EXERCISE INSTRUCTIONS: Word for word, copy each record that comes after this.

(Collection entries)
+--

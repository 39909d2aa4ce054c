//! Error types for tdbridge-client.

use std::fmt;
use std::time::Duration;

use tdbridge_types::{DecodeError, TdError};

// ─── InvocationError ──────────────────────────────────────────────────────────

/// The error type returned from any `Client` method that talks to TDLib.
///
/// Library-level failures arrive as [`InvocationError::Td`]; they are the
/// `Err` side of a normal reply, not a malfunction of the client.
#[derive(Clone, Debug, PartialEq)]
pub enum InvocationError {
    /// TDLib answered with an `error` object.
    Td(TdError),
    /// The native send/receive path failed. Fatal: the client stops.
    Transport(String),
    /// No response arrived within the caller's deadline.
    Timeout(Duration),
    /// The client is not running, or shut down while the call was pending.
    Closed,
    /// The request was rejected before being sent (e.g. no `@type`).
    InvalidRequest(String),
    /// A request could not be encoded or a response did not have the expected shape.
    Decode(String),
    /// The native instance could not be created.
    Initialization(String),
}

impl fmt::Display for InvocationError {
    fn fmt(&self, f: &mut fmt::Formatter<'_>) -> fmt::Result {
        match self {
            Self::Td(e)              => write!(f, "{e}"),
            Self::Transport(s)       => write!(f, "transport error: {s}"),
            Self::Timeout(d)         => write!(f, "no response within {d:?}"),
            Self::Closed             => write!(f, "client is closed"),
            Self::InvalidRequest(s)  => write!(f, "invalid request: {s}"),
            Self::Decode(s)          => write!(f, "decode error: {s}"),
            Self::Initialization(s)  => write!(f, "initialization failed: {s}"),
        }
    }
}

impl std::error::Error for InvocationError {
    fn source(&self) -> Option<&(dyn std::error::Error + 'static)> {
        match self {
            Self::Td(e) => Some(e),
            _           => None,
        }
    }
}

impl From<TdError> for InvocationError {
    fn from(e: TdError) -> Self { Self::Td(e) }
}

impl From<serde_json::Error> for InvocationError {
    fn from(e: serde_json::Error) -> Self { Self::Decode(e.to_string()) }
}

impl From<DecodeError> for InvocationError {
    fn from(e: DecodeError) -> Self { Self::Decode(e.to_string()) }
}

impl InvocationError {
    /// Returns `true` if this is the named TDLib error (supports `'*'` wildcards).
    pub fn is(&self, pattern: &str) -> bool {
        match self {
            Self::Td(e) => e.is(pattern),
            _           => false,
        }
    }

    /// The library error, if this is one.
    pub fn td(&self) -> Option<&TdError> {
        match self {
            Self::Td(e) => Some(e),
            _           => None,
        }
    }

    /// `true` for failures after which the client can no longer be used.
    pub fn is_fatal(&self) -> bool {
        matches!(self, Self::Transport(_) | Self::Closed | Self::Initialization(_))
    }
}

#[cfg(test)]
mod tests {
    use super::*;

    #[test]
    fn library_errors_match_by_name() {
        let err = InvocationError::from(TdError::new(400, "PASSWORD_HASH_INVALID"));
        assert!(err.is("PASSWORD_*"));
        assert!(!err.is_fatal());
        assert!(!InvocationError::Closed.is("PASSWORD_*"));
    }

    #[test]
    fn display_is_readable() {
        assert_eq!(InvocationError::Closed.to_string(), "client is closed");
        assert_eq!(
            InvocationError::Transport("boom".into()).to_string(),
            "transport error: boom"
        );
    }
}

+--

REPLY:
repository 39909d2aa4ce054c
//! Error types for tdbridge-client.

use std::fmt;
use std::time::Duration;

use tdbridge_types::{DecodeError, TdError};

// ─── InvocationError ──────────────────────────────────────────────────────────

/// The error type returned from any `Client` method that talks to TDLib.
///
/// Library-level failures arrive as [`InvocationError::Td`]; they are the
/// `Err` side of a normal reply, not a malfunction of the client.
#[derive(Clone, Debug, PartialEq)]
pub enum InvocationError {
    /// TDLib answered with an `error` object.
    Td(TdError),
    /// The native send/receive path failed. Fatal: the client stops.
    Transport(String),
    /// No response arrived within the caller's deadline.
    Timeout(Duration),
    /// The client is not running, or shut down while the call was pending.
    Closed,
    /// The request was rejected before being sent (e.g. no `@type`).
    InvalidRequest(String),
    /// A request could not be encoded or a response did not have the expected shape.
    Decode(String),
    /// The native instance could not be created.
    Initialization(String),
}

impl fmt::Display for InvocationError {
    fn fmt(&self, f: &mut fmt::Formatter<'_>) -> fmt::Result {
        match self {
            Self::Td(e)              => write!(f, "{e}"),
            Self::Transport(s)       => write!(f, "transport error: {s}"),
            Self::Timeout(d)         => write!(f, "no response within {d:?}"),
            Self::Closed             => write!(f, "client is closed"),
            Self::InvalidRequest(s)  => write!(f, "invalid request: {s}"),
            Self::Decode(s)          => write!(f, "decode error: {s}"),
            Self::Initialization(s)  => write!(f, "initialization failed: {s}"),
        }
    }
}

impl std::error::Error for InvocationError {
    fn source(&self) -> Option<&(dyn std::error::Error + 'static)> {
        match self {
            Self::Td(e) => Some(e),
            _           => None,
        }
    }
}

impl From<TdError> for InvocationError {
    fn from(e: TdError) -> Self { Self::Td(e) }
}

impl From<serde_json::Error> for InvocationError {
    fn from(e: serde_json::Error) -> Self { Self::Decode(e.to_string()) }
}

impl From<DecodeError> for InvocationError {
    fn from(e: DecodeError) -> Self { Self::Decode(e.to_string()) }
}

impl InvocationError {
    /// Returns `true` if this is the named TDLib error (supports `'*'` wildcards).
    pub fn is(&self, pattern: &str) -> bool {
        match self {
            Self::Td(e) => e.is(pattern),
            _           => false,
        }
    }

    /// The library error, if this is one.
    pub fn td(&self) -> Option<&TdError> {
        match self {
            Self::Td(e) => Some(e),
            _           => None,
        }
    }

    /// `true` for failures after which the client can no longer be used.
    pub fn is_fatal(&self) -> bool {
        matches!(self, Self::Transport(_) | Self::Closed | Self::Initialization(_))
    }
}

#[cfg(test)]
mod tests {
    use super::*;

    #[test]
    fn library_errors_match_by_name() {
        let err = InvocationError::from(TdError::new(400, "PASSWORD_HASH_INVALID"));
        assert!(err.is("PASSWORD_*"));
        assert!(!err.is_fatal());
        assert!(!InvocationError::Closed.is("PASSWORD_*"));
    }

    #[test]
    fn display_is_readable() {
        assert_eq!(InvocationError::Closed.to_string(), "client is closed");
        assert_eq!(
            InvocationError::Transport("boom".into()).to_string(),
            "transport error: boom"
        );
    }
}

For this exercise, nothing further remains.